Scan the data, and whenever a line contains "impl", copy it.

** MATERIAL PROVIDED follows **

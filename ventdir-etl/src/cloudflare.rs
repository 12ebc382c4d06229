//! Cloudflare Images REST client
//!
//! Wraps the account-scoped `images/v1` and `images/v2` endpoints used by the
//! migration jobs: upload (by URL or bytes), list, get, patch metadata, delete.

use reqwest::header::{HeaderMap, HeaderValue, ACCEPT, ACCEPT_LANGUAGE, REFERER, USER_AGENT};
use reqwest::multipart::{Form, Part};
use reqwest::{Client, RequestBuilder, StatusCode};
use serde::de::DeserializeOwned;
use serde::Deserialize;
use serde_json::{json, Map, Value};
use tracing::debug;
use ventdir_core::SiteConfig;

pub const API_BASE: &str = "https://api.cloudflare.com/client/v4";

/// Images per page on the v1 list endpoint
pub const LIST_PAGE_SIZE: u32 = 100;

const BROWSER_USER_AGENT: &str = "Mozilla/5.0 (Macintosh; Intel Mac OS X 10_15_7) AppleWebKit/537.36 (KHTML, like Gecko) Chrome/120.0.0.0 Safari/537.36";
const IMAGE_ACCEPT: &str = "image/avif,image/webp,image/apng,image/svg+xml,image/*,*/*;q=0.8";

#[derive(Debug, thiserror::Error)]
pub enum CloudflareError {
    #[error("request failed: {0}")]
    Http(#[from] reqwest::Error),

    #[error("Cloudflare API error (HTTP {status}): {message}")]
    Api { status: u16, message: String },

    #[error("failed to download image: HTTP {status}")]
    Download { status: u16 },
}

impl CloudflareError {
    /// Upstream refused the fetch; Cloudflare reports Google 403s in the message.
    pub fn is_forbidden(&self) -> bool {
        match self {
            Self::Api { status, message } => *status == 403 || message.contains("403"),
            Self::Download { status } => *status == 403,
            Self::Http(e) => e.status() == Some(StatusCode::FORBIDDEN),
        }
    }

    /// Network failures and 5xx responses.
    pub fn is_transient(&self) -> bool {
        match self {
            Self::Http(e) => {
                e.is_connect()
                    || e.is_timeout()
                    || e.is_request()
                    || e.status().is_some_and(|s| s.is_server_error())
            }
            Self::Api { status, .. } | Self::Download { status } => *status >= 500,
        }
    }
}

#[derive(Debug, Deserialize)]
struct ApiMessage {
    #[serde(default)]
    message: String,
}

#[derive(Debug, Deserialize)]
struct Envelope<T> {
    #[serde(default)]
    success: bool,
    #[serde(default)]
    errors: Vec<ApiMessage>,
    result: Option<T>,
}

impl<T> Envelope<T> {
    fn error_message(&self, status: StatusCode) -> String {
        let joined = self
            .errors
            .iter()
            .map(|e| e.message.as_str())
            .filter(|m| !m.is_empty())
            .collect::<Vec<_>>()
            .join(", ");
        if joined.is_empty() {
            format!("HTTP {}", status.as_u16())
        } else {
            joined
        }
    }
}

/// One stored image
#[derive(Debug, Clone, Deserialize)]
pub struct CloudflareImage {
    pub id: String,
    #[serde(default)]
    pub filename: Option<String>,
    #[serde(default, alias = "metadata")]
    pub meta: Option<Map<String, Value>>,
    #[serde(default)]
    pub uploaded: Option<String>,
    #[serde(default)]
    pub variants: Vec<String>,
}

impl CloudflareImage {
    pub fn site(&self) -> Option<&str> {
        self.meta.as_ref()?.get("site")?.as_str()
    }
}

#[derive(Debug, Deserialize)]
struct ImageList {
    #[serde(default)]
    images: Vec<CloudflareImage>,
}

/// Page from the cursor-based v2 list endpoint
#[derive(Debug, Deserialize)]
pub struct ImageListV2 {
    #[serde(default)]
    pub images: Vec<CloudflareImage>,
    #[serde(default)]
    pub continuation_token: Option<String>,
}

pub struct CloudflareClient {
    http: Client,
    api_token: String,
    images_url: String,
}

impl CloudflareClient {
    pub fn new(account_id: &str, api_token: impl Into<String>) -> Result<Self, CloudflareError> {
        let http = Client::builder().build()?;
        Ok(Self {
            http,
            api_token: api_token.into(),
            images_url: format!("{API_BASE}/accounts/{account_id}/images"),
        })
    }

    pub fn from_config(config: &SiteConfig) -> anyhow::Result<Self> {
        let (account_id, token) = config.cloudflare_credentials()?;
        Ok(Self::new(account_id, token)?)
    }

    fn v1(&self, path: &str) -> String {
        format!("{}/v1{}", self.images_url, path)
    }

    async fn send<T: DeserializeOwned>(&self, request: RequestBuilder) -> Result<T, CloudflareError> {
        let response = request.bearer_auth(&self.api_token).send().await?;
        let status = response.status();

        let envelope: Envelope<T> = match response.json().await {
            Ok(envelope) => envelope,
            Err(_) if !status.is_success() => {
                return Err(CloudflareError::Api {
                    status: status.as_u16(),
                    message: format!("HTTP {}", status.as_u16()),
                })
            }
            Err(e) => return Err(e.into()),
        };

        if !status.is_success() || !envelope.success {
            return Err(CloudflareError::Api {
                status: status.as_u16(),
                message: envelope.error_message(status),
            });
        }
        envelope.result.ok_or(CloudflareError::Api {
            status: status.as_u16(),
            message: "response had no result".to_string(),
        })
    }

    async fn upload(&self, form: Form) -> Result<String, CloudflareError> {
        let image: CloudflareImage = self.send(self.http.post(self.v1("")).multipart(form)).await?;
        debug!(id = %image.id, "uploaded image");
        Ok(image.id)
    }

    /// Cloudflare fetches `url` itself. Returns the new image id.
    pub async fn upload_from_url(&self, url: &str, metadata: &Value) -> Result<String, CloudflareError> {
        let form = Form::new()
            .text("url", url.to_string())
            .text("metadata", metadata.to_string());
        self.upload(form).await
    }

    /// Upload already downloaded JPEG bytes. Returns the new image id.
    pub async fn upload_bytes(&self, bytes: Vec<u8>, metadata: &Value) -> Result<String, CloudflareError> {
        let file = Part::bytes(bytes)
            .file_name("image.jpg")
            .mime_str("image/jpeg")?;
        let form = Form::new()
            .part("file", file)
            .text("metadata", metadata.to_string());
        self.upload(form).await
    }

    pub async fn list_page(&self, page: u32, per_page: u32) -> Result<Vec<CloudflareImage>, CloudflareError> {
        let request = self
            .http
            .get(self.v1(""))
            .query(&[("page", page), ("per_page", per_page)]);
        let list: ImageList = self.send(request).await?;
        Ok(list.images)
    }

    /// Every image in the account, paging until a short page.
    pub async fn list_all(&self) -> Result<Vec<CloudflareImage>, CloudflareError> {
        let mut all = Vec::new();
        let mut page = 1;
        loop {
            let images = self.list_page(page, LIST_PAGE_SIZE).await?;
            let count = images.len();
            all.extend(images);
            debug!(page, count, total = all.len(), "listed images");
            if count < LIST_PAGE_SIZE as usize {
                return Ok(all);
            }
            page += 1;
        }
    }

    pub async fn list_v2(&self) -> Result<ImageListV2, CloudflareError> {
        let url = format!("{}/v2", self.images_url);
        self.send(self.http.get(url)).await
    }

    pub async fn get_image(&self, id: &str) -> Result<CloudflareImage, CloudflareError> {
        self.send(self.http.get(self.v1(&format!("/{id}")))).await
    }

    /// Replace the image's metadata object.
    pub async fn update_metadata(&self, id: &str, metadata: &Map<String, Value>) -> Result<CloudflareImage, CloudflareError> {
        let request = self
            .http
            .patch(self.v1(&format!("/{id}")))
            .json(&json!({ "metadata": metadata }));
        self.send(request).await
    }

    pub async fn delete_image(&self, id: &str) -> Result<(), CloudflareError> {
        let _: Value = self.send(self.http.delete(self.v1(&format!("/{id}")))).await?;
        Ok(())
    }
}

/// Fetches source images the way a browser would, optionally via a proxy.
pub struct ImageDownloader {
    http: Client,
}

impl ImageDownloader {
    pub fn new(proxy: Option<&str>) -> Result<Self, CloudflareError> {
        let mut headers = HeaderMap::new();
        headers.insert(USER_AGENT, HeaderValue::from_static(BROWSER_USER_AGENT));
        headers.insert(ACCEPT, HeaderValue::from_static(IMAGE_ACCEPT));
        headers.insert(ACCEPT_LANGUAGE, HeaderValue::from_static("en-US,en;q=0.9"));
        headers.insert(REFERER, HeaderValue::from_static("https://www.google.com/"));

        let mut builder = Client::builder().default_headers(headers);
        if let Some(proxy) = proxy {
            builder = builder.proxy(reqwest::Proxy::all(proxy)?);
        }
        Ok(Self {
            http: builder.build()?,
        })
    }

    pub async fn download(&self, url: &str) -> Result<Vec<u8>, CloudflareError> {
        let response = self.http.get(url).send().await?;
        let status = response.status();
        if !status.is_success() {
            return Err(CloudflareError::Download {
                status: status.as_u16(),
            });
        }
        Ok(response.bytes().await?.to_vec())
    }
}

** End of MATERIAL PROVIDED **

> WRITTEN ANSWER
impl CloudflareError {
impl<T> Envelope<T> {
impl CloudflareImage {
impl CloudflareClient {
    pub fn new(account_id: &str, api_token: impl Into<String>) -> Result<Self, CloudflareError> {
impl ImageDownloader {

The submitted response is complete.